Les robots apprennent à dire « non » : mécanismes de prohibition et de rejet dans l'acquisition de la négation linguistique

« Non » fait partie des dix premiers mots utilisés par les enfants et incarne la première forme active de négation linguistique. Malgré son apparition précoce, les détails de son processus d'acquisition restent largement inconnus. Le fait que « non » ne puisse pas être interprété comme une étiquette pour des objets ou des événements perceptibles le place en dehors du champ d'application de la plupart des théories modernes de l'acquisition du langage. De plus, la plupart des architectures de symbolisation auront du mal à ancrer ce mot en raison de son caractère non référentiel. Dans une étude expérimentale impliquant le robot humanoïde enfantin iCub, conçu pour éclaircir le processus d'acquisition des mots de négation, le robot est utilisé dans plusieurs séances d'interaction verbale sans contrainte avec des participants naïfs agissant comme ses enseignants linguistiques.

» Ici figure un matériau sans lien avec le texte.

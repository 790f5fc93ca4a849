//! Reduction engine: mean, variance, standard deviation and covariance.
//!
//! Every reduction follows the same axis convention:
//!
//! * a vector always collapses to a scalar (the axis is ignored);
//! * axis 0 reduces down each column of a matrix, yielding one value per column;
//! * axis 1 reduces across each row, yielding one value per row;
//! * `Axis::Flat` on a matrix is only defined for [`Kernel::mean`], as the
//!   mean of the column means. Variance and standard deviation refuse it.
//!
//! Variance is computed in two passes (center on the lane mean, then sum the
//! squared deviations), and covariance centers each feature column once before
//! accumulating the pairwise products.

use std::collections::HashMap;

use rayon::prelude::*;

use crate::error::{KernelError, Result};
use crate::kernel::Kernel;
use crate::math::{Array1, Array2};
use crate::shape::{ensure_non_empty, lane_dims, map_lanes, Array, Axis, Lane, Reduction};

pub(crate) fn mean_of(values: &[f64]) -> f64 {
    values.iter().sum::<f64>() / values.len() as f64
}

/// Sum of squared deviations from the mean, divided by `n - ddof`.
///
/// Callers must have checked `n > ddof` via [`check_dof`].
fn variance_of(values: &[f64], ddof: usize) -> f64 {
    let mean = mean_of(values);
    let sum_sq: f64 = values.iter().map(|&x| (x - mean) * (x - mean)).sum();
    sum_sq / (values.len() - ddof) as f64
}

fn check_dof(operation: &'static str, n: usize, ddof: usize) -> Result<()> {
    if ddof >= n {
        return Err(KernelError::domain(
            operation,
            format!(
                "degrees of freedom ({}) must be smaller than the number of samples ({})",
                ddof, n
            ),
        ));
    }
    Ok(())
}

impl Kernel {
    /// Arithmetic mean.
    ///
    /// # Arguments
    ///
    /// * `array` - A vector or matrix.
    /// * `axis` - `Axis::Rows` for per-column means, `Axis::Columns` for per-row
    ///   means, `Axis::Flat` for a single scalar (mean of the column means).
    ///
    /// # Returns
    ///
    /// A scalar for vectors and for `Axis::Flat`, otherwise one value per lane.
    pub fn mean(&self, array: &Array, axis: Axis) -> Result<Reduction<f64>> {
        ensure_non_empty("mean", array)?;
        match array {
            Array::Vector(v) => Ok(Reduction::Scalar(mean_of(v.as_slice()))),
            Array::Matrix(m) => match axis.lane() {
                Some(lane) => {
                    let means = map_lanes(m, lane, self.parallel_for(m.len()), mean_of);
                    Ok(Reduction::Vector(Array1::from_vec(means)))
                }
                None => {
                    let column_means = self.mean(array, Axis::Rows)?;
                    Ok(Reduction::Scalar(match column_means {
                        Reduction::Vector(means) => mean_of(means.as_slice()),
                        Reduction::Scalar(value) => value,
                    }))
                }
            },
        }
    }

    /// Variance with `ddof` degrees-of-freedom correction:
    /// `sum((x - mean)^2) / (n - ddof)` along `axis`.
    ///
    /// Fails with [`KernelError::Domain`] when `ddof >= n`, and with
    /// [`KernelError::Unsupported`] for `Axis::Flat` on a matrix.
    pub fn variance(&self, array: &Array, ddof: usize, axis: Axis) -> Result<Reduction<f64>> {
        self.dispersion("variance", array, ddof, axis)
    }

    /// Standard deviation, the square root of [`Kernel::variance`], with the
    /// same axis constraints.
    pub fn std(&self, array: &Array, ddof: usize, axis: Axis) -> Result<Reduction<f64>> {
        Ok(self.dispersion("std", array, ddof, axis)?.map(f64::sqrt))
    }

    fn dispersion(
        &self,
        operation: &'static str,
        array: &Array,
        ddof: usize,
        axis: Axis,
    ) -> Result<Reduction<f64>> {
        ensure_non_empty(operation, array)?;
        match array {
            Array::Vector(v) => {
                check_dof(operation, v.len(), ddof)?;
                Ok(Reduction::Scalar(variance_of(v.as_slice(), ddof)))
            }
            Array::Matrix(m) => {
                let lane = axis.lane().ok_or(KernelError::Unsupported {
                    operation,
                    reason: "axis=None is not implemented for a matrix; use axis 0 or 1",
                })?;
                let (_, lane_len) = lane_dims(m, lane);
                check_dof(operation, lane_len, ddof)?;
                let values = map_lanes(m, lane, self.parallel_for(m.len()), |lane_values| {
                    variance_of(lane_values, ddof)
                });
                Ok(Reduction::Vector(Array1::from_vec(values)))
            }
        }
    }

    /// Population covariance matrix of a `(samples, features)` matrix.
    ///
    /// Entry `(i, j)` is `sum((x_i - mean_i) * (x_j - mean_j)) / n`. Only the
    /// upper triangle is accumulated; the lower one is mirrored from it, so
    /// the result is exactly symmetric.
    pub fn covariance(&self, array: &Array) -> Result<Array> {
        const OP: &str = "covariance";

        ensure_non_empty(OP, array)?;
        let m = array.as_matrix().ok_or_else(|| {
            KernelError::type_error(OP, "expected a (samples, features) matrix, got a vector")
        })?;
        let (samples, features) = m.shape();
        log::debug!("covariance of {} samples x {} features", samples, features);

        let parallel = self.parallel_for(samples * features * features);
        let centered: Vec<Vec<f64>> = map_lanes(m, Lane::Column, parallel, |col| {
            let mean = mean_of(col);
            col.iter().map(|&x| x - mean).collect()
        });

        let n = samples as f64;
        let upper_row = |i: usize| -> Vec<f64> {
            (i..features)
                .map(|j| {
                    centered[i]
                        .iter()
                        .zip(centered[j].iter())
                        .map(|(a, b)| a * b)
                        .sum::<f64>()
                        / n
                })
                .collect()
        };
        let upper: Vec<Vec<f64>> = if parallel {
            (0..features).into_par_iter().map(upper_row).collect()
        } else {
            (0..features).map(upper_row).collect()
        };

        let mut cov = Array2::from_shape_vec((features, features), vec![0.0; features * features])?;
        for (i, row) in upper.iter().enumerate() {
            for (offset, &value) in row.iter().enumerate() {
                let j = i + offset;
                cov[(i, j)] = value;
                cov[(j, i)] = value;
            }
        }
        Ok(Array::Matrix(cov))
    }

    /// Most frequent element of a vector.
    ///
    /// Ties go to the value whose first occurrence comes earliest. `0.0` and
    /// `-0.0` count as the same value.
    pub fn max_occurence(&self, array: &Array) -> Result<f64> {
        const OP: &str = "max_occurence";

        ensure_non_empty(OP, array)?;
        let v = array
            .as_vector()
            .ok_or_else(|| KernelError::type_error(OP, "expected a vector, got a matrix"))?;

        // Insertion-ordered counting table: slot order is first-seen order.
        let mut slots: Vec<(f64, usize)> = Vec::new();
        let mut lookup: HashMap<u64, usize> = HashMap::new();
        for &value in v.iter() {
            let key = (if value == 0.0 { 0.0f64 } else { value }).to_bits();
            match lookup.get(&key) {
                Some(&slot) => slots[slot].1 += 1,
                None => {
                    lookup.insert(key, slots.len());
                    slots.push((value, 1));
                }
            }
        }

        let mut best = 0;
        for (slot, &(_, count)) in slots.iter().enumerate() {
            if count > slots[best].1 {
                best = slot;
            }
        }
        Ok(slots[best].0)
    }

    /// Elementwise logistic function `1 / (1 + e^{-v})` over a vector.
    pub fn sigmoid(&self, array: &Array) -> Result<Array1<f64>> {
        ensure_non_empty("sigmoid", array)?;
        let v = array.as_vector().ok_or_else(|| {
            KernelError::type_error("sigmoid", "expected a vector, got a matrix")
        })?;
        Ok(v.mapv(|&x| 1.0 / (1.0 + (-x).exp())))
    }
}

Les résultats confirment l'hypothèse selon laquelle l'affect ou la volonté jouent un rôle central dans le processus d'acquisition socialement distribué. Les mots de négation sont prosodiquement saillants dans les énoncés prohibitifs et les interprétations d'intention négative, ce qui permet de les isoler facilement du signal vocal de l'enseignant. Ces mots peuvent ensuite être ancrés dans des états affectifs négatifs. Cependant, les observations sur la nature des actes prohibitifs et les relations temporelles entre leurs composantes linguistiques et extra-linguistiques soulèvent de sérieuses questions quant à l'adéquation des algorithmes de type Hebbien pour l'ancrage du langage.